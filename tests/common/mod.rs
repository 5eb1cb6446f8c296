//! Shared test utilities
//!
//! In-process fakes for every collaborator of a session, so turns can run
//! without audio hardware or network access.

#![allow(dead_code)]

use std::collections::VecDeque;
use std::sync::atomic::{AtomicBool, AtomicUsize, Ordering};
use std::sync::{Arc, Mutex};
use std::time::Duration;

use async_trait::async_trait;
use futures::StreamExt;
use futures::stream::{self, BoxStream};

use voice_tutor::escalation::{
    EscalationRecord, EscalationRequest, EscalationService, EscalationStatus,
};
use voice_tutor::history::{HistoryStore, MemoryHistoryStore};
use voice_tutor::metrics::{MetricsRequest, MetricsService};
use voice_tutor::voice::{
    AudioFetcher, AudioSink, AudioSource, DecodedAudio, RecordedAudio, samples_to_wav,
};
use voice_tutor::{
    AudioRef, ConversationMessage, Error, Level, PracticeMode, Result, Role, SessionController,
    SessionOptions, SessionServices, Snapshot, SpeakingMetrics,
};

/// Base URL the fakes resolve server-side audio paths against
pub const FILE_BASE: &str = "http://tutor.test";

/// Microphone that returns canned bytes
#[derive(Default)]
pub struct FakeSource {
    pub bytes: Vec<u8>,
    pub deny: bool,
    capturing: bool,
    pub starts: Arc<AtomicUsize>,
}

impl FakeSource {
    pub fn with_bytes(bytes: Vec<u8>) -> Self {
        Self {
            bytes,
            ..Self::default()
        }
    }

    /// Source whose device access is always refused
    pub fn denied() -> Self {
        Self {
            deny: true,
            ..Self::default()
        }
    }
}

impl AudioSource for FakeSource {
    fn start(&mut self) -> Result<()> {
        if self.deny {
            return Err(Error::PermissionDenied("denied by test".into()));
        }
        self.starts.fetch_add(1, Ordering::SeqCst);
        self.capturing = true;
        Ok(())
    }

    fn stop(&mut self) -> Result<RecordedAudio> {
        self.capturing = false;
        if self.bytes.is_empty() {
            return Err(Error::EmptyRecording);
        }
        Ok(RecordedAudio {
            bytes: self.bytes.clone(),
            mime_type: "audio/wav".into(),
        })
    }

    fn is_capturing(&self) -> bool {
        self.capturing
    }
}

/// Increments a counter when the reply stream it lives in is dropped
struct DropCounter(Arc<AtomicUsize>);

impl Drop for DropCounter {
    fn drop(&mut self) {
        self.0.fetch_add(1, Ordering::SeqCst);
    }
}

/// Scripted inference service
///
/// `transcribe` echoes the history plus `transcript`. Each `reply` call pops
/// the next script; snapshots there list only the messages after the user's,
/// and are prefixed with the full conversation before being yielded.
pub struct FakeInference {
    pub transcript: String,
    pub fail_transcription: bool,
    /// Time each transcription takes
    pub transcribe_delay: Duration,
    scripts: Mutex<VecDeque<Vec<Result<Snapshot>>>>,
    /// Leave the reply stream open after the script runs out
    pub hang: bool,
    /// Pause between scripted snapshots
    pub pace: Duration,
    pub transcribe_calls: AtomicUsize,
    pub reply_drops: Arc<AtomicUsize>,
}

impl FakeInference {
    pub fn new(transcript: &str) -> Self {
        Self {
            transcript: transcript.to_string(),
            fail_transcription: false,
            transcribe_delay: Duration::ZERO,
            scripts: Mutex::new(VecDeque::new()),
            hang: false,
            pace: Duration::ZERO,
            transcribe_calls: AtomicUsize::new(0),
            reply_drops: Arc::new(AtomicUsize::new(0)),
        }
    }

    /// Queue the snapshots for the next reply
    pub fn script(self, replies: Vec<Result<Snapshot>>) -> Self {
        self.scripts.lock().unwrap().push_back(replies);
        self
    }

    pub fn hanging(mut self) -> Self {
        self.hang = true;
        self
    }

    pub fn slow_transcription(mut self, delay: Duration) -> Self {
        self.transcribe_delay = delay;
        self
    }

    pub fn paced(mut self, pace: Duration) -> Self {
        self.pace = pace;
        self
    }

    pub fn transcribe_calls(&self) -> usize {
        self.transcribe_calls.load(Ordering::SeqCst)
    }

    pub fn reply_drops(&self) -> usize {
        self.reply_drops.load(Ordering::SeqCst)
    }
}

#[async_trait]
impl voice_tutor::InferenceService for FakeInference {
    async fn transcribe(
        &self,
        _audio: &RecordedAudio,
        history: &[ConversationMessage],
        _level: Level,
    ) -> Result<Vec<ConversationMessage>> {
        self.transcribe_calls.fetch_add(1, Ordering::SeqCst);
        if !self.transcribe_delay.is_zero() {
            tokio::time::sleep(self.transcribe_delay).await;
        }
        if self.fail_transcription {
            return Err(Error::Transcription("503 Service Unavailable".into()));
        }
        let mut messages = history.to_vec();
        messages.push(ConversationMessage::text(Role::User, &self.transcript));
        Ok(messages)
    }

    async fn reply(
        &self,
        messages: Vec<ConversationMessage>,
        _level: Level,
        _mode: PracticeMode,
    ) -> Result<BoxStream<'static, Result<Snapshot>>> {
        let script = self.scripts.lock().unwrap().pop_front().unwrap_or_default();
        let pace = self.pace;
        let guard = DropCounter(Arc::clone(&self.reply_drops));

        let prefixed = script.into_iter().map(move |item| {
            item.map(|mut snapshot| {
                let mut full = messages.clone();
                full.append(&mut snapshot.messages);
                snapshot.messages = full;
                snapshot
            })
        });
        let head = stream::iter(prefixed).then(move |item| async move {
            if !pace.is_zero() {
                tokio::time::sleep(pace).await;
            }
            item
        });
        let tail = if self.hang {
            stream::pending::<Result<Snapshot>>().boxed()
        } else {
            stream::empty::<Result<Snapshot>>().boxed()
        };

        Ok(head
            .chain(tail)
            .map(move |item| {
                let _keep = &guard;
                item
            })
            .boxed())
    }
}

/// Metrics service returning the same record for every request
pub struct FakeMetrics {
    pub metrics: SpeakingMetrics,
    pub fail: AtomicBool,
    pub requests: Mutex<Vec<MetricsRequest>>,
    /// Answer for the next request, returned after a delay
    delayed: Mutex<Option<(Duration, SpeakingMetrics)>>,
}

impl FakeMetrics {
    pub fn new() -> Self {
        Self {
            metrics: sample_metrics(),
            fail: AtomicBool::new(false),
            requests: Mutex::new(Vec::new()),
            delayed: Mutex::new(None),
        }
    }

    /// Make the next request return `metrics` after `delay`
    pub fn delay_next(&self, delay: Duration, metrics: SpeakingMetrics) {
        *self.delayed.lock().unwrap() = Some((delay, metrics));
    }

    pub fn transcripts(&self) -> Vec<Option<String>> {
        self.requests
            .lock()
            .unwrap()
            .iter()
            .map(|r| r.transcript.clone())
            .collect()
    }
}

#[async_trait]
impl MetricsService for FakeMetrics {
    async fn analyze(&self, request: &MetricsRequest) -> Result<SpeakingMetrics> {
        self.requests.lock().unwrap().push(request.clone());
        let delayed = self.delayed.lock().unwrap().take();
        if let Some((delay, metrics)) = delayed {
            tokio::time::sleep(delay).await;
            return Ok(metrics);
        }
        if self.fail.load(Ordering::SeqCst) {
            return Err(Error::Metrics("503".into()));
        }
        Ok(self.metrics.clone())
    }
}

/// Serves a short WAV clip for any URL
#[derive(Default)]
pub struct FakeFetcher {
    pub fetched: Mutex<Vec<String>>,
}

impl FakeFetcher {
    pub fn fetched(&self) -> Vec<String> {
        self.fetched.lock().unwrap().clone()
    }
}

#[async_trait]
impl AudioFetcher for FakeFetcher {
    async fn fetch(&self, url: &str) -> Result<Vec<u8>> {
        self.fetched.lock().unwrap().push(url.to_string());
        samples_to_wav(&[0.0; 160], 16_000)
    }
}

/// Output device that only counts clips
#[derive(Default)]
pub struct FakeSink {
    pub played: AtomicUsize,
}

impl AudioSink for FakeSink {
    fn play(&self, _audio: &DecodedAudio) -> Result<()> {
        self.played.fetch_add(1, Ordering::SeqCst);
        Ok(())
    }
}

/// Escalation endpoint that stores every request
#[derive(Default)]
pub struct FakeEscalation {
    pub requests: Mutex<Vec<EscalationRequest>>,
}

#[async_trait]
impl EscalationService for FakeEscalation {
    async fn create(&self, request: &EscalationRequest) -> Result<EscalationRecord> {
        let mut requests = self.requests.lock().unwrap();
        requests.push(request.clone());
        Ok(EscalationRecord {
            id: format!("esc-{}", requests.len()),
            status: EscalationStatus::Queued,
            created_at: "2026-10-15T09:00:00Z".into(),
            message_index: Some(request.turn_index),
        })
    }
}

/// A session wired to fakes, with handles to inspect them
pub struct Harness {
    pub session: SessionController,
    pub inference: Arc<FakeInference>,
    pub metrics: Arc<FakeMetrics>,
    pub fetcher: Arc<FakeFetcher>,
    pub sink: Arc<FakeSink>,
    pub escalation: Arc<FakeEscalation>,
    pub history: Arc<MemoryHistoryStore>,
}

impl Harness {
    pub fn new(inference: FakeInference) -> Self {
        Self::build(FakeSource::with_bytes(vec![1, 2, 3, 4]), inference, test_options())
    }

    pub fn build(source: FakeSource, inference: FakeInference, options: SessionOptions) -> Self {
        let inference = Arc::new(inference);
        let metrics = Arc::new(FakeMetrics::new());
        let fetcher = Arc::new(FakeFetcher::default());
        let sink = Arc::new(FakeSink::default());
        let escalation = Arc::new(FakeEscalation::default());
        let history = Arc::new(MemoryHistoryStore::new());

        let services = SessionServices {
            source: Box::new(source),
            inference: Arc::clone(&inference) as Arc<dyn voice_tutor::InferenceService>,
            metrics: Arc::clone(&metrics) as Arc<dyn MetricsService>,
            escalation: Arc::clone(&escalation) as Arc<dyn EscalationService>,
            history: Arc::clone(&history) as Arc<dyn HistoryStore>,
            fetcher: Arc::clone(&fetcher) as Arc<dyn AudioFetcher>,
            sink: Arc::clone(&sink) as Arc<dyn AudioSink>,
        };

        Self {
            session: SessionController::new(services, options),
            inference,
            metrics,
            fetcher,
            sink,
            escalation,
            history,
        }
    }

    pub fn played(&self) -> usize {
        self.sink.played.load(Ordering::SeqCst)
    }
}

/// Options with no playback delay and a known greeting
pub fn test_options() -> SessionOptions {
    SessionOptions {
        playback_settle: Duration::ZERO,
        stream_timeout: Duration::from_secs(30),
        greeting: Some("Hi! Ready to practice?".into()),
        escalation_enabled: true,
        file_base_url: FILE_BASE.into(),
        ..SessionOptions::default()
    }
}

/// Reply snapshot holding the assistant's text so far
pub fn reply_text(text: &str) -> Result<Snapshot> {
    Ok(Snapshot::new(vec![ConversationMessage::text(
        Role::Assistant,
        text,
    )]))
}

/// Reply snapshot with text and a reply clip
pub fn reply_with_audio(text: &str, url: &str) -> Result<Snapshot> {
    Ok(Snapshot::new(vec![
        ConversationMessage::text(Role::Assistant, text),
        ConversationMessage::audio(Role::Assistant, AudioRef::from_url(url)),
    ])
    .with_audio(AudioRef::from_url(url)))
}

/// Metrics for a steady B1 utterance
pub fn sample_metrics() -> SpeakingMetrics {
    SpeakingMetrics {
        duration_sec: 4.0,
        speaking_time_sec: 3.4,
        speech_ratio: 0.85,
        pause_ratio: 0.15,
        rms_dbfs: -20.0,
        peak_dbfs: -3.0,
        clipping_ratio: 0.0,
        words: Some(8),
        words_per_minute: Some(120.0),
        pronunciation_score: Some(82.0),
        ..SpeakingMetrics::default()
    }
}

/// Let spawned side tasks (metrics, playback) run to completion
pub async fn settle() {
    for _ in 0..10 {
        tokio::time::sleep(Duration::from_millis(1)).await;
    }
}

------

A single figure answers this: how many lines of the material hold "FakeSource".

> YOUR SOLUTION: 5